Accident

“At least she sounds cheerful. What about your sister?”


Page could only laugh. “She's very special. They both are. I didn't see them at all for the first few years after I came out here, and then my father died, and I felt sorry for my mother, so I invited her out. That was a mistake. She and Brad fought like cats and dogs every day, subtly of course, it's all very passive aggressive, but it gives me a stomachache to be around it. And of course she thought I had no idea how to bring up Allie.”

“At least she can't complain about that now,” he said encouragingly.

“No, but she won't approve of the doctor. David, my brother-in-law, will probably have heard that he's a quack and about to be sued for malpractice. The hospital will be all wrong. Not to mention the really important stuff, like how bad the hairdresser is at I. Magnin.”

“They can't be that bad.”

“They're worse.” But behind the humor he sensed that there was more. Page was too grown up, and too at ease with herself to dislike them as much as she did, if there weren't more to it. But it was also obvious that she didn't want to share it with him, and he didn't press her. She was entitled to her secrets.

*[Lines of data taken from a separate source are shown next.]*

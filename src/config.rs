//! Configuration system for CardForge
//!
//! Supports multiple configuration sources with the following precedence (highest to lowest):
//! 1. CLI arguments
//! 2. Environment variables (CARDFORGE_* prefix)
//! 3. Configuration file (TOML)
//! 4. Default values

use std::fs;
use std::path::PathBuf;

use serde::{Deserialize, Serialize};
use tracing::{debug, info};

use crate::backend::GenerationParams;
use crate::error::{Error, Result};
use crate::storage::DEFAULT_MAX_CARDS;

/// Upper bound on `[model].max_retries`
pub const MAX_RETRIES: u32 = 10;

/// Main configuration
#[derive(Debug, Clone, Default, Serialize, Deserialize)]
#[serde(default)]
pub struct ForgeConfig {
    /// Model endpoint connection settings
    pub model: ModelSettings,

    /// Feature extraction (vision) call settings
    pub vision: VisionSettings,

    /// Per-persona generation call settings
    pub generation: GenerationSettings,

    /// Persona panel source
    pub personas: PersonaSettings,

    /// Card collection storage
    pub storage: StorageSettings,

    /// Logging configuration
    pub logging: LoggingSettings,
}

/// OpenAI-compatible endpoint settings
#[derive(Debug, Clone, Serialize, Deserialize)]
#[serde(default)]
pub struct ModelSettings {
    /// API base URL (e.g., "https://api.openai.com/v1", "http://localhost:11434/v1")
    pub base_url: String,

    /// API key (empty string for local servers like Ollama)
    pub api_key: String,

    /// Request timeout in seconds
    pub timeout_secs: u64,

    /// Maximum retries on transient failures
    pub max_retries: u32,
}

/// Vision call settings
#[derive(Debug, Clone, Serialize, Deserialize)]
#[serde(default)]
pub struct VisionSettings {
    /// Vision-capable model identifier
    pub model: String,

    /// Sampling temperature
    pub temperature: f32,

    /// Output length cap
    pub max_tokens: u32,
}

/// Generation call settings, shared by all four personas
#[derive(Debug, Clone, Serialize, Deserialize)]
#[serde(default)]
pub struct GenerationSettings {
    /// Text model identifier
    pub model: String,

    /// Sampling temperature
    pub temperature: f32,

    /// Output length cap
    pub max_tokens: u32,
}

/// Persona panel settings
#[derive(Debug, Clone, Default, Serialize, Deserialize)]
#[serde(default)]
pub struct PersonaSettings {
    /// Persona file replacing the bundled panel
    #[serde(skip_serializing_if = "Option::is_none")]
    pub file: Option<String>,
}

/// Collection storage settings
#[derive(Debug, Clone, Serialize, Deserialize)]
#[serde(default)]
pub struct StorageSettings {
    /// Base data directory
    pub data_dir: String,

    /// Collection file name inside `data_dir`
    pub collection_file: String,

    /// Maximum cards kept; the oldest are evicted beyond this
    pub max_cards: usize,
}

/// Logging settings
#[derive(Debug, Clone, Serialize, Deserialize)]
#[serde(default)]
pub struct LoggingSettings {
    /// Log level: trace, debug, info, warn, error
    pub level: String,

    /// Log file path (empty = no file logging)
    #[serde(skip_serializing_if = "Option::is_none")]
    pub file: Option<String>,

    /// Maximum log file size in MB before rotation
    pub max_file_size_mb: u64,

    /// Number of rotated log files to keep
    pub max_files: u32,

    /// Enable JSON formatted logging
    pub json_format: bool,
}

// Default implementations

impl Default for ModelSettings {
    fn default() -> Self {
        Self {
            base_url: "https://api.openai.com/v1".to_string(),
            api_key: String::new(),
            timeout_secs: 60,
            max_retries: 2,
        }
    }
}

impl Default for VisionSettings {
    fn default() -> Self {
        Self {
            model: "gpt-4o-mini".to_string(),
            temperature: 0.2,
            max_tokens: 500,
        }
    }
}

impl Default for GenerationSettings {
    fn default() -> Self {
        Self {
            model: "gpt-4o-mini".to_string(),
            temperature: 0.9,
            max_tokens: 300,
        }
    }
}

impl Default for StorageSettings {
    fn default() -> Self {
        Self {
            data_dir: "~/.cardforge".to_string(),
            collection_file: "collection.json".to_string(),
            max_cards: DEFAULT_MAX_CARDS,
        }
    }
}

impl Default for LoggingSettings {
    fn default() -> Self {
        Self {
            level: "info".to_string(),
            file: None,
            max_file_size_mb: 100,
            max_files: 5,
            json_format: false,
        }
    }
}

impl VisionSettings {
    pub fn params(&self) -> GenerationParams {
        GenerationParams {
            model: self.model.clone(),
            temperature: self.temperature,
            max_tokens: self.max_tokens,
        }
    }
}

impl GenerationSettings {
    pub fn params(&self) -> GenerationParams {
        GenerationParams {
            model: self.model.clone(),
            temperature: self.temperature,
            max_tokens: self.max_tokens,
        }
    }
}

impl ForgeConfig {
    /// Load configuration from file with environment variable overrides
    pub fn load(config_path: Option<&str>) -> Result<Self> {
        let mut config = Self::default();

        // 1. Load from config file if it exists
        if let Some(path) = Self::find_config_file(config_path)? {
            debug!(path = %path.display(), "Loading configuration file");
            let content = fs::read_to_string(&path).map_err(|e| Error::IoRead {
                path: path.clone(),
                source: e,
            })?;
            config = toml::from_str(&content).map_err(|e| Error::ConfigParse {
                message: format!("{}: {}", path.display(), e.message()),
                source: Some(e),
            })?;
            info!(path = %path.display(), "Configuration loaded from file");
        }

        // 2. Apply environment variable overrides
        config.apply_env_overrides();

        // 3. Expand paths
        config.expand_paths();

        // 4. Validate
        config.validate()?;

        Ok(config)
    }

    /// Find the configuration file to use
    fn find_config_file(explicit_path: Option<&str>) -> Result<Option<PathBuf>> {
        if let Some(path) = explicit_path {
            let path = PathBuf::from(expand_path(path));
            return if path.exists() {
                Ok(Some(path))
            } else {
                Err(Error::ConfigNotFound { path })
            };
        }

        let search_paths = [
            PathBuf::from("cardforge.toml"),
            dirs::config_dir()
                .map(|p| p.join("cardforge").join("config.toml"))
                .unwrap_or_default(),
            dirs::home_dir()
                .map(|p| p.join(".cardforge").join("config.toml"))
                .unwrap_or_default(),
        ];

        for path in &search_paths {
            if !path.as_os_str().is_empty() && path.exists() {
                debug!(path = %path.display(), "Found configuration file");
                return Ok(Some(path.clone()));
            }
        }

        debug!("No configuration file found, using defaults");
        Ok(None)
    }

    /// Apply environment variable overrides
    fn apply_env_overrides(&mut self) {
        // Model endpoint
        if let Ok(val) = std::env::var("CARDFORGE_BASE_URL") {
            self.model.base_url = val;
        }
        if let Ok(val) = std::env::var("CARDFORGE_API_KEY") {
            self.model.api_key = val;
        } else if self.model.api_key.is_empty() {
            if let Ok(val) = std::env::var("OPENAI_API_KEY") {
                self.model.api_key = val;
            }
        }
        if let Ok(val) = std::env::var("CARDFORGE_TIMEOUT_SECS") {
            if let Ok(n) = val.parse() {
                self.model.timeout_secs = n;
            }
        }
        if let Ok(val) = std::env::var("CARDFORGE_MAX_RETRIES") {
            if let Ok(n) = val.parse() {
                self.model.max_retries = n;
            }
        }

        // Models
        if let Ok(val) = std::env::var("CARDFORGE_VISION_MODEL") {
            self.vision.model = val;
        }
        if let Ok(val) = std::env::var("CARDFORGE_GENERATION_MODEL") {
            self.generation.model = val;
        }
        if let Ok(val) = std::env::var("CARDFORGE_TEMPERATURE") {
            if let Ok(n) = val.parse() {
                self.generation.temperature = n;
            }
        }

        // Personas
        if let Ok(val) = std::env::var("CARDFORGE_PERSONA_FILE") {
            self.personas.file = Some(val);
        }

        // Storage
        if let Ok(val) = std::env::var("CARDFORGE_DATA_DIR") {
            self.storage.data_dir = val;
        }
        if let Ok(val) = std::env::var("CARDFORGE_MAX_CARDS") {
            if let Ok(n) = val.parse() {
                self.storage.max_cards = n;
            }
        }

        // Logging
        if let Ok(val) = std::env::var("CARDFORGE_LOG_LEVEL") {
            self.logging.level = val;
        }
        if let Ok(val) = std::env::var("CARDFORGE_LOG_FILE") {
            self.logging.file = Some(val);
        }
        if let Ok(val) = std::env::var("CARDFORGE_LOG_JSON") {
            self.logging.json_format = val.to_lowercase() == "true" || val == "1";
        }
    }

    /// Expand ~ and other path variables
    fn expand_paths(&mut self) {
        self.storage.data_dir = expand_path(&self.storage.data_dir);

        if let Some(ref file) = self.personas.file {
            self.personas.file = Some(expand_path(file));
        }
        if let Some(ref file) = self.logging.file {
            self.logging.file = Some(expand_path(file));
        }
    }

    /// Validate the configuration
    pub fn validate(&self) -> Result<()> {
        let base = url::Url::parse(&self.model.base_url).map_err(|e| {
            Error::config_field_invalid("model.base_url", format!("not a valid URL: {}", e))
        })?;
        if base.scheme() != "http" && base.scheme() != "https" {
            return Err(Error::config_field_invalid(
                "model.base_url",
                "must start with http:// or https://",
            ));
        }

        for (field, model, temperature, max_tokens) in [
            ("vision", &self.vision.model, self.vision.temperature, self.vision.max_tokens),
            (
                "generation",
                &self.generation.model,
                self.generation.temperature,
                self.generation.max_tokens,
            ),
        ] {
            if model.trim().is_empty() {
                return Err(Error::config_field_invalid(
                    format!("{}.model", field),
                    "model identifier cannot be empty",
                ));
            }
            if !(0.0..=2.0).contains(&temperature) {
                return Err(Error::config_field_invalid(
                    format!("{}.temperature", field),
                    "temperature must be between 0.0 and 2.0",
                ));
            }
            if max_tokens == 0 {
                return Err(Error::config_field_invalid(
                    format!("{}.max_tokens", field),
                    "max_tokens must be greater than 0",
                ));
            }
        }

        if self.model.max_retries > MAX_RETRIES {
            return Err(Error::config_field_invalid(
                "model.max_retries",
                format!("max_retries must be at most {}", MAX_RETRIES),
            ));
        }

        if self.storage.max_cards == 0 {
            return Err(Error::config_field_invalid(
                "storage.max_cards",
                "max_cards must be greater than 0",
            ));
        }
        if self.storage.collection_file.trim().is_empty() {
            return Err(Error::config_field_invalid(
                "storage.collection_file",
                "collection file name cannot be empty",
            ));
        }

        let valid_levels = ["trace", "debug", "info", "warn", "error"];
        if !valid_levels.contains(&self.logging.level.to_lowercase().as_str()) {
            return Err(Error::config_field_invalid(
                "logging.level",
                format!(
                    "Invalid log level '{}'. Must be one of: {}",
                    self.logging.level,
                    valid_levels.join(", ")
                ),
            ));
        }

        Ok(())
    }

    /// Full path of the collection file
    pub fn collection_path(&self) -> PathBuf {
        PathBuf::from(&self.storage.data_dir).join(&self.storage.collection_file)
    }
}

/// Expand ~ and environment variables in paths
fn expand_path(path: &str) -> String {
    shellexpand::full(path)
        .unwrap_or(std::borrow::Cow::Borrowed(path))
        .into_owned()
}

/// Initialize a new configuration file, returning where it was written
pub fn init_config(path: Option<&str>, force: bool) -> Result<PathBuf> {
    let config_path = path
        .map(|p| PathBuf::from(expand_path(p)))
        .unwrap_or_else(|| {
            dirs::home_dir()
                .unwrap_or_else(|| PathBuf::from("."))
                .join(".cardforge")
                .join("config.toml")
        });

    if config_path.exists() && !force {
        return Err(Error::Config(format!(
            "Configuration file already exists: {}. Use --force to overwrite.",
            config_path.display()
        )));
    }

    if let Some(parent) = config_path.parent() {
        fs::create_dir_all(parent).map_err(|e| Error::IoWrite {
            path: parent.to_path_buf(),
            source: e,
        })?;
    }

    fs::write(&config_path, generate_default_config()).map_err(|e| Error::IoWrite {
        path: config_path.clone(),
        source: e,
    })?;

    Ok(config_path)
}

/// Generate default configuration content with comments
fn generate_default_config() -> String {
    r#"# CardForge Configuration

[model]
# OpenAI-compatible API base URL (OpenAI, Ollama, vLLM, LM Studio, etc.)
base_url = "https://api.openai.com/v1"

# API key (leave empty for local servers; OPENAI_API_KEY is also honoured)
api_key = ""

# Request timeout in seconds
timeout_secs = 60

# Retries on transient failures (429, 5xx, connection errors)
max_retries = 2

[vision]
# Vision-capable model used once per card to extract features
model = "gpt-4o-mini"
temperature = 0.2
max_tokens = 500

[generation]
# Text model used by each of the four personas
model = "gpt-4o-mini"
temperature = 0.9
max_tokens = 300

[personas]
# Replace the bundled panel with your own (exactly four personas)
# file = "~/.cardforge/personas.toml"

[storage]
# Base data directory
data_dir = "~/.cardforge"

# Collection file inside data_dir
collection_file = "collection.json"

# Cards kept in the collection; the oldest are dropped beyond this
max_cards = 100

[logging]
# Log level: trace, debug, info, warn, error
level = "info"

# Log file path (comment out to disable file logging)
# file = "~/.cardforge/logs/cardforge.log"

# Maximum log file size in MB before rotation
max_file_size_mb = 100

# Number of rotated log files to keep
max_files = 5

# Enable JSON formatted logging
json_format = false
"#
    .to_string()
}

He went back to Chloe eventually, and she to Allyson, and Page finally came to Chloe's room at five o'clock, and sat down and chatted with her. Chloe was still in a fair amount of pain, and her extensive casts and pins and contraptions looked pretty miserable, but she was handling it well, and she was happy to be alive. She was very worried about Allie. Trygve had told her pretty honestly that she still might die. She wasn't out of the woods yet. Jamie was there that afternoon too, and asked for news of Allyson as soon as he saw her mother.

“How is she?” Chloe asked the moment Page came into the room.

“The same. How about you? Driving the nurses wild, flirting with the residents, ordering pizzas all night long? The usual stuff?” Page grinned and Chloe laughed at the description.

“That and more,” Trygve teased, and Chloe laughed. She was a real teenager and it did their hearts good to see it.

“Good.” Page only wished that Allyson were doing the same things. But surely so did the Chapmans about Phillip. She could only imagine how they must feel only two weeks after the accident, and her heart ached whenever she thought of them. However awful things were with Allyson, there was still hope. But there was no hope for the Chapmans.

Jamie said that he had seen them a few days before and Mrs. Chapman was still in pretty bad shape. Mr. Chapman had told him he was suing the paper for the article that seemed to blame Phillip. Jamie mentioned too that a reporter had come to see him again, to ask him what it was like to be the only one who'd escaped unscathed. But for the most part, the press interest finally seemed to have faded.

They left Chloe at six o'clock, when the pizza Trygve had ordered for her arrived. Jamie stayed to share it with her, and Trygve drove Page back to his place.

“Do you want to stay for dinner?” he asked hopefully.

“I'd love to, but I should probably go home in case Brad shows up. He probably won't, but if he does, Andy will be upset to miss him.” Trygve didn't press, and despite Andy and Bjorn's protests, Page took Andy home, but Brad never came home until the next morning. And then, in spite of all Page's promises to herself, there was the usual explosion.

“What was all that bullshit the other night about wanting to stay here, and not being sure of what you wanted? Who are you kidding with that shit?” She was livid. She was tired of living like this, while he pursued his own life with another woman.

“I'm sorry. I should have called. I don't know what happened … I just didn't.” He did know what had happened, of course, but he couldn't tell Page. He had gone away overnight with Stephanie and there was no way he could call her from their hotel room. Stephanie hadn't left him for a single minute, and she had been furious on Sunday morning when he had insisted on driving back. But not as furious as Page had been when he walked in at noon, having never called her. She and Andy had been just about to leave for the airport. “Look, I'm sorry,” he said helplessly, feeling like a moron. He was ricocheting between two worlds and two women, and not handling either very well.

“Why don't you just ask me if Allie is still alive,” Page said cruelly. It wasn't like her to be so unkind, but she had really had it with him.

“Oh my God … is she? … oh Page …” His eyes filled instantly with tears as Page watched him coldly.

“No, she didn't die. But she could have, and where would I have called you, Brad? As usual, you never even called us.”